#### Exercise objective:
Transcribe the lines of the records starting with the one that has "output: &Output) ->" in it and ending with the last, and transcribe nothing else.

#### Input:
//! Dashboard handler

use anyhow::Result;

use libris_core::{KeyValueStore, Library};

use crate::output::Output;

pub fn show<S: KeyValueStore>(library: &Library<S>, output: &Output) -> Result<()> {
    let dashboard = library.dashboard()?;

    output.print_dashboard(&dashboard);
    Ok(())
}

#### Reply:
pub fn show<S: KeyValueStore>(library: &Library<S>, output: &Output) -> Result<()> {
    let dashboard = library.dashboard()?;

    output.print_dashboard(&dashboard);
    Ok(())
}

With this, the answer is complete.